Binding Site Selection and Cleavage Activity of Zinc Finger Nucleases Targeting Gaucher Mutation

Abstract

Zinc Finger Nucleases (ZFNs) are one of the most promising tools of gene editing as they can create double stranded breaks (DSBs) at specific sites in the genome. Since ZFNs can be used for producing DSBs, they can be used for targeting specific mutations. In this project, the targeted mutation was a G→A point mutation. This change in the GBA gene (G1226) produces a mutant Glucosidase that is unable convert glucosylceramide into glucose and ceramide. Consequently, the substrate accumulates in the macrophages of liver and spleen manifesting into Gaucher Disease.
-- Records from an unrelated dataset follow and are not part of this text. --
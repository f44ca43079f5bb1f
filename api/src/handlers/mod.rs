//! HTTP handlers
//!
//! Axum request handlers for the API endpoints.

pub mod appointments;
pub mod blood_types;
pub mod hospitals;
pub mod inventory;
pub mod requests;
pub mod users;

pub use appointments::{
    create_appointment, delete_appointment, get_appointment, list_appointments,
    set_appointment_status, update_appointment,
};
pub use blood_types::{
    create_blood_type, delete_blood_type, get_blood_type, list_blood_types, update_blood_type,
};
pub use hospitals::{create_hospital, delete_hospital, get_hospital, list_hospitals, update_hospital};
pub use inventory::{
    add_inventory_units, create_inventory, delete_inventory, get_inventory, list_inventories,
    remove_inventory_units, update_inventory,
};
pub use requests::{create_request, delete_request, get_request, list_requests, update_request};
pub use users::{delete_user, get_user, list_users, register, update_user};
pub mod factory;
pub mod node;
pub mod printer;

pub use node::*;
pub use printer::PythonPrinter;
//! Common test utilities for building layer graphs.
use torchwright::prelude::*;

/// Handles of the nodes in [`create_simple_graph`].
#[allow(dead_code)]
pub struct SimpleGraph {
    pub graph: Graph,
    pub x: NodeId,
    pub conv: NodeId,
    pub y: NodeId,
}

/// `Input(x) -> Conv2d(conv_1) -> Output(y)`
#[allow(dead_code)]
pub fn create_simple_graph() -> SimpleGraph {
    let mut graph = Graph::new();
    let x = graph.create_node("Input", "x", 0, 1).unwrap();
    let conv = graph.create_node("Conv2d", "conv_1", 1, 1).unwrap();
    let y = graph.create_node("Output", "y", 1, 0).unwrap();
    graph.connect(x, 0, conv, 0).unwrap();
    graph.connect(conv, 0, y, 0).unwrap();
    SimpleGraph { graph, x, conv, y }
}

/// Handles of the nodes in [`create_diamond_graph`].
#[allow(dead_code)]
pub struct DiamondGraph {
    pub graph: Graph,
    pub x: NodeId,
    pub a: NodeId,
    pub b: NodeId,
    pub c: NodeId,
    pub d: NodeId,
    pub y: NodeId,
}

/// A diamond: `x -> a`, `a -> b`, `a -> c`, `b -> d`, `c -> d`, `d -> y`.
///
/// `a` is a convolution, `b` and `c` are activations, `d` adds them.
#[allow(dead_code)]
pub fn create_diamond_graph() -> DiamondGraph {
    let mut graph = Graph::new();
    let x = graph.create_node("Input", "x", 0, 1).unwrap();
    let a = graph.create_node("Conv2d", "a", 1, 2).unwrap();
    let b = graph.create_node("ReLU", "b", 1, 1).unwrap();
    let c = graph.create_node("Tanh", "c", 1, 1).unwrap();
    let d = graph.create_node("Add", "d", 2, 1).unwrap();
    let y = graph.create_node("Output", "y", 1, 0).unwrap();
    graph.connect(x, 0, a, 0).unwrap();
    graph.connect(a, 0, b, 0).unwrap();
    graph.connect(a, 1, c, 0).unwrap();
    graph.connect(b, 0, d, 0).unwrap();
    graph.connect(c, 0, d, 1).unwrap();
    graph.connect(d, 0, y, 0).unwrap();
    DiamondGraph {
        graph,
        x,
        a,
        b,
        c,
        d,
        y,
    }
}

/// A saved editor session with two inputs merged by a multiplication.
#[allow(dead_code)]
pub const TWO_INPUT_GRAPH_JSON: &str = r#"{
    "nodes": [
        {"type": "Input", "varName": "left", "x": 0, "y": 0, "nIn": 0, "nOut": 1},
        {"type": "Input", "varName": "right", "x": 0, "y": 100, "nIn": 0, "nOut": 1},
        {"type": "Linear", "varName": "fc", "x": 150, "y": 0, "nIn": 1, "nOut": 1},
        {"type": "Multiply", "varName": "mul", "x": 300, "y": 50, "nIn": 2, "nOut": 1},
        {"type": "Output", "varName": "out", "x": 450, "y": 50, "nIn": 1, "nOut": 0}
    ],
    "links": [
        {"source": {"varName": "left", "circleIndex": 0}, "target": {"varName": "fc", "circleIndex": 0}},
        {"source": {"varName": "right", "circleIndex": 0}, "target": {"varName": "mul", "circleIndex": 1}},
        {"source": {"varName": "fc", "circleIndex": 0}, "target": {"varName": "mul", "circleIndex": 0}},
        {"source": {"varName": "mul", "circleIndex": 0}, "target": {"varName": "out", "circleIndex": 0}}
    ]
}"#;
The goal of this project is to design and assess zinc finger nucleases that specifically target the G1226 mutation. First of all, a target sequence that included the zinc finger binding sites (left and right) flanking a 6 bp spacer (that contained the mutation) was designed and integrated into the yeast genome. Zinc fingers were designed in two rounds of PCR and cloned. These fingers were tested for their binding specificity using Bacterial One Hybrid (B1H) Assay; the cleavage activity of the nucleases was determined using Yeast Nuclease Assay (YNA). The results for both of these assays are inconclusive and inconsistent at this moment. If this project is successful, these nucleases can be used in mammalian models for further investigation. The success in mammalian models will then encourage engineering of novel nucleases that can treat diseases like Gaucher Disease.